In the end the Sharks held on for victory in a match punctuated by referee Jaco Peyper’s whistle.

They showed remarkable resolve after earlier looking down and out in a match shaped by what came from Peyper’s pocket.

They scored 26 unanswered points as the Stormers struggled to come to terms with the permanent banishment of, first wing Seabelo Senatla, and then No 8 Willie Engelbrech­t who copped two yellows, resulting in red.

“It turned the game,” sighed Stormers coach John Dobson. “It was remarkable. It cost us massively ... Before that we had nice rhythm and energy. Then we had to take time out. We never recovered our mindset. The cards took it away.”

Both teams pushed physical frontiers in a clash of cracking intensity but so eager were they to go at each other’s throats, errors, even elementary ones, were inevitable.

The Springbok brains trust though cannot fault the effort and endeavour that was on display here.

What will be a slight concern was the players’ lack of applicatio­n when it came to staying within the laws, particular­ly around foul play.

The match lost its shape as a result as the Stormers undid all of the sterling work. They thoroughly dominated the opening exchanges with their Springbok front row and a redoubtabl­e lineout applying the squeeze on the visitors. The Stormers were more assertive in the collisions and bossed the breakdown as a result.
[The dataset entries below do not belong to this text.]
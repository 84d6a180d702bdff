//! Progress and financial reporting API service

use grantflow_http::types::{
    FinancialReport, FinancialReportPayload, Paginated, ProgressReport, ProgressReportPayload,
};

use crate::client::gateway;

/// Progress and financial reporting API service
#[derive(Clone)]
pub struct ReportApiService;

impl ReportApiService {
    /// Create a new report API service
    pub fn new() -> Self {
        Self
    }

    /// List progress reports, optionally scoped to one application
    pub async fn list_progress(
        &self,
        application: Option<i64>,
    ) -> Result<Paginated<ProgressReport>, String> {
        let gateway = gateway().map_err(|e| format!("Failed to get client: {e}"))?;
        gateway
            .list_progress_reports(application)
            .await
            .map_err(|e| e.to_string())
    }

    /// File a progress report
    pub async fn create_progress(
        &self,
        payload: ProgressReportPayload,
    ) -> Result<ProgressReport, String> {
        let gateway = gateway().map_err(|e| format!("Failed to get client: {e}"))?;
        gateway
            .create_progress_report(&payload)
            .await
            .map_err(|e| e.to_string())
    }

    /// Update a progress report still in draft
    pub async fn update_progress(
        &self,
        id: i64,
        payload: ProgressReportPayload,
    ) -> Result<ProgressReport, String> {
        let gateway = gateway().map_err(|e| format!("Failed to get client: {e}"))?;
        gateway
            .update_progress_report(id, &payload)
            .await
            .map_err(|e| e.to_string())
    }

    /// List financial reports, optionally scoped to one application
    pub async fn list_financial(
        &self,
        application: Option<i64>,
    ) -> Result<Paginated<FinancialReport>, String> {
        let gateway = gateway().map_err(|e| format!("Failed to get client: {e}"))?;
        gateway
            .list_financial_reports(application)
            .await
            .map_err(|e| e.to_string())
    }

    /// File a financial report
    pub async fn create_financial(
        &self,
        payload: FinancialReportPayload,
    ) -> Result<FinancialReport, String> {
        let gateway = gateway().map_err(|e| format!("Failed to get client: {e}"))?;
        gateway
            .create_financial_report(&payload)
            .await
            .map_err(|e| e.to_string())
    }

    /// Update a financial report still in draft
    pub async fn update_financial(
        &self,
        id: i64,
        payload: FinancialReportPayload,
    ) -> Result<FinancialReport, String> {
        let gateway = gateway().map_err(|e| format!("Failed to get client: {e}"))?;
        gateway
            .update_financial_report(id, &payload)
            .await
            .map_err(|e| e.to_string())
    }
}

impl Default for ReportApiService {
    fn default() -> Self {
        Self::new()
    }
}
A recurring theme in the first half was the Sharks taking the ball to ground and Peyper, moments later, raising his right arm in favour of the Stormers.

Siya Kolisi, in his first clash against his former team, rarely caught the eye early on but he and his teammates grew an arm and a leg as the match wore on.

Things were going so swimmingly for the Sharks’ opponents they had to be reduced in personnel for the match to enter the realm of contest.

The irony is the Sharks were level on the try count by the time the halftime whistle sounded but so errant were their ways that the Stormers still looked the far superior side.

That changed after the break as the Sharks smelled blood and showed their potency from broken field. In the end they made the Stormers pay.